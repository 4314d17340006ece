//! Entry point: loads configuration, builds the exchange registry, and runs
//! either the live collection scheduler or the historical backfill runner,
//! optionally alongside the query API.
//!
//! `#[tokio::main]` startup: `init_tracing`, then a `dotenv`-then-env-driven
//! config load, then `axum::serve` on a bound `TcpListener` running
//! alongside whichever of the two collection modes was requested.

use clap::Parser;
use funding_observatory::api::{build_router, AppState};
use funding_observatory::arbitrage::ArbitrageScanner;
use funding_observatory::backfill::BackfillRunner;
use funding_observatory::cache::Cache;
use funding_observatory::cancellation::CancellationToken;
use funding_observatory::cli::{Cli, RunMode};
use funding_observatory::config::{CollectionMode, Config};
use funding_observatory::exchanges::{build_registry, Exchange};
use funding_observatory::metrics::Metrics;
use funding_observatory::scheduler::LiveScheduler;
use funding_observatory::stats::StatisticsEngine;
use funding_observatory::storage::Storage;
use std::path::PathBuf;
use std::sync::Arc;
use std::time::Duration;
use tracing::{error, info, warn};
use tracing_subscriber::layer::SubscriberExt;
use tracing_subscriber::util::SubscriberInitExt;

/// Cadence for the background statistics-refresh and arbitrage-scan tasks
/// that run alongside the live scheduler. Matches the statistics engine's
/// active-zone cadence: each tick only the contracts whose
/// zone is actually due get recomputed, so polling this often costs little.
const BACKGROUND_TASK_INTERVAL_SECS: u64 = 30;

/// A live contract missing for this many seconds is marked inactive rather
/// than left to "latest wins forever": ten missed ticks at the default 30s cadence.
const STALE_CONTRACT_AFTER_SECS: i64 = 300;

/// Spread rows older than this are pruned, matching the statistics engine's rolling window.
const SPREAD_MAX_AGE_DAYS: i64 = 30;

const EXIT_CLEAN: i32 = 0;
const EXIT_CONFIG_ERROR: i32 = 1;
const EXIT_RUNTIME_ERROR: i32 = 2;
const EXIT_CANCELLED: i32 = 130;

fn init_tracing() {
    tracing_subscriber::registry()
        .with(
            tracing_subscriber::EnvFilter::try_from_default_env()
                .unwrap_or_else(|_| "funding_observatory=info,tower_http=info".into()),
        )
        .with(tracing_subscriber::fmt::layer())
        .init();
}

#[tokio::main]
async fn main() {
    init_tracing();
    let cli = Cli::parse();

    let code = match run(cli).await {
        Ok(code) => code,
        Err(err) => {
            error!(error = %err, "fatal error");
            EXIT_RUNTIME_ERROR
        }
    };
    std::process::exit(code);
}

async fn run(cli: Cli) -> anyhow::Result<i32> {
    let mut config = match Config::load(Some(&cli.config)) {
        Ok(cfg) => cfg,
        Err(err) => {
            error!(error = %err, "configuration error");
            return Ok(EXIT_CONFIG_ERROR);
        }
    };

    if let Some(interval) = cli.interval {
        config.collection.tick_seconds = interval;
    }
    if let Some(port) = cli.port {
        config.api.port = port;
    }
    if cli.parallel {
        config.collection.mode = CollectionMode::Parallel;
    } else if cli.sequential {
        config.collection.mode = CollectionMode::Sequential;
    }

    info!(mode = ?cli.mode, dsn = %config.database_dsn, "starting funding observatory");

    let storage = Arc::new(Storage::open(&config.database_dsn)?);
    let cache = Arc::new(Cache::new(config.cache.max_bytes));
    let metrics = Arc::new(Metrics::new());
    let cancel = CancellationToken::new();

    let mut registry = build_registry(&config, "funding-observatory/0.1");
    if !cli.exchanges.is_empty() {
        let wanted: std::collections::HashSet<&str> = cli.exchanges.iter().map(String::as_str).collect();
        registry.retain(|adapter| wanted.contains(adapter.name()));
    }
    if registry.is_empty() {
        warn!("exchange registry is empty; nothing will be collected");
    }

    let backfill_status_path = Arc::new(PathBuf::from("backfill_status.json"));
    let app_state = AppState {
        storage: storage.clone(),
        cache: cache.clone(),
        config: Arc::new(config.clone()),
        metrics: metrics.clone(),
        backfill_status_path: backfill_status_path.clone(),
        registry: registry.clone(),
    };

    let api_handle = if cli.no_api {
        None
    } else {
        Some(spawn_api(app_state, config.api.port))
    };

    let ctrl_c_cancel = cancel.clone();
    let ctrl_c_task = tokio::spawn(async move {
        let _ = tokio::signal::ctrl_c().await;
        ctrl_c_cancel.cancel();
    });

    let result = match cli.mode {
        RunMode::Live => run_live(registry, storage, &config, &metrics, cli.duration, &cancel).await,
        RunMode::Historical => run_historical(registry, storage, &config, &metrics, cli.duration, &cancel).await,
    };

    ctrl_c_task.abort();
    if let Some(handle) = api_handle {
        handle.abort();
    }

    match result {
        Ok(()) if cancel.is_cancelled() => Ok(EXIT_CANCELLED),
        Ok(()) => Ok(EXIT_CLEAN),
        Err(err) => {
            error!(error = %err, "runtime error");
            Ok(EXIT_RUNTIME_ERROR)
        }
    }
}

fn spawn_api(state: AppState, port: u16) -> tokio::task::JoinHandle<()> {
    tokio::spawn(async move {
        let addr = format!("0.0.0.0:{port}");
        let listener = match tokio::net::TcpListener::bind(&addr).await {
            Ok(listener) => listener,
            Err(err) => {
                error!(error = %err, %addr, "failed to bind API listener");
                return;
            }
        };
        info!(%addr, "query API listening");
        let router = build_router(state);
        if let Err(err) = axum::serve(listener, router).await {
            error!(error = %err, "API server exited");
        }
    })
}

async fn run_live(
    registry: Vec<Arc<dyn Exchange>>,
    storage: Arc<Storage>,
    config: &Config,
    metrics: &Arc<Metrics>,
    duration_secs: Option<u64>,
    cancel: &CancellationToken,
) -> anyhow::Result<()> {
    let analytics_handle = spawn_analytics_tasks(storage.clone(), config, metrics.clone(), cancel.clone());

    let scheduler = LiveScheduler::new(registry, storage, config);
    let run_duration = duration_secs.map(Duration::from_secs);
    let reports = scheduler.run(run_duration, cancel).await?;
    for report in &reports {
        metrics.record_cycle(report);
    }
    info!(cycles = reports.len(), "live scheduler stopped");

    analytics_handle.abort();
    Ok(())
}

/// Spawn the statistics engine and arbitrage scanner as background tasks
/// running alongside the live scheduler. Independent of the
/// scheduler's own tick since both read committed storage state rather
/// than a single cycle's in-memory batch.
fn spawn_analytics_tasks(
    storage: Arc<Storage>,
    config: &Config,
    metrics: Arc<Metrics>,
    cancel: CancellationToken,
) -> tokio::task::JoinHandle<()> {
    let stats_engine = StatisticsEngine::new(storage.clone());
    let scanner = ArbitrageScanner::new(storage.clone(), config);
    let interval = Duration::from_secs(BACKGROUND_TASK_INTERVAL_SECS);

    tokio::spawn(async move {
        loop {
            tokio::select! {
                _ = tokio::time::sleep(interval) => {}
                _ = cancel.cancelled() => break,
            }

            match stats_engine.refresh_due(chrono::Utc::now()) {
                Ok(summary) => info!(
                    refreshed = summary.refreshed,
                    considered = summary.considered,
                    active_zone = summary.active_zone,
                    stable_zone = summary.stable_zone,
                    "statistics refresh"
                ),
                Err(err) => warn!(error = %err, "statistics refresh failed"),
            }

            match scanner.scan(chrono::Utc::now()) {
                Ok(spreads) => {
                    metrics.record_arbitrage_scan();
                    info!(found = spreads.len(), "arbitrage scan complete");
                }
                Err(err) => warn!(error = %err, "arbitrage scan failed"),
            }

            if let Err(err) = storage.mark_stale_contracts(chrono::Utc::now(), STALE_CONTRACT_AFTER_SECS) {
                warn!(error = %err, "stale-contract sweep failed");
            }
            if let Err(err) = storage.prune_old_spreads(chrono::Utc::now(), SPREAD_MAX_AGE_DAYS) {
                warn!(error = %err, "spread pruning failed");
            }

            if cancel.is_cancelled() {
                break;
            }
        }
    })
}

async fn run_historical(
    registry: Vec<Arc<dyn Exchange>>,
    storage: Arc<Storage>,
    config: &Config,
    metrics: &Arc<Metrics>,
    duration_override_days: Option<u64>,
    cancel: &CancellationToken,
) -> anyhow::Result<()> {
    let mut config = config.clone();
    if let Some(days) = duration_override_days {
        config.historical.days = days as u32;
    }
    let runner = BackfillRunner::new(registry, storage, &config);
    let status = runner.run(cancel).await?;
    metrics.record_backfill_run();
    info!(
        state = ?status.state,
        contracts_done = status.contracts_done,
        contracts_total = status.contracts_total,
        gaps_filled = status.gaps_filled,
        "backfill run complete"
    );
    Ok(())
}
....
▶ **TASK TO CARRY OUT**
Write out the listing's lines exactly, from its first line through the line that contains "default 30s cadence.", and stop there.

▶ **ANSWER SPACE**
repository 4314d17340006ece
//! Entry point: loads configuration, builds the exchange registry, and runs
//! either the live collection scheduler or the historical backfill runner,
//! optionally alongside the query API.
//!
//! `#[tokio::main]` startup: `init_tracing`, then a `dotenv`-then-env-driven
//! config load, then `axum::serve` on a bound `TcpListener` running
//! alongside whichever of the two collection modes was requested.

use clap::Parser;
use funding_observatory::api::{build_router, AppState};
use funding_observatory::arbitrage::ArbitrageScanner;
use funding_observatory::backfill::BackfillRunner;
use funding_observatory::cache::Cache;
use funding_observatory::cancellation::CancellationToken;
use funding_observatory::cli::{Cli, RunMode};
use funding_observatory::config::{CollectionMode, Config};
use funding_observatory::exchanges::{build_registry, Exchange};
use funding_observatory::metrics::Metrics;
use funding_observatory::scheduler::LiveScheduler;
use funding_observatory::stats::StatisticsEngine;
use funding_observatory::storage::Storage;
use std::path::PathBuf;
use std::sync::Arc;
use std::time::Duration;
use tracing::{error, info, warn};
use tracing_subscriber::layer::SubscriberExt;
use tracing_subscriber::util::SubscriberInitExt;

/// Cadence for the background statistics-refresh and arbitrage-scan tasks
/// that run alongside the live scheduler. Matches the statistics engine's
/// active-zone cadence: each tick only the contracts whose
/// zone is actually due get recomputed, so polling this often costs little.
const BACKGROUND_TASK_INTERVAL_SECS: u64 = 30;

/// A live contract missing for this many seconds is marked inactive rather
/// than left to "latest wins forever": ten missed ticks at the default 30s cadence.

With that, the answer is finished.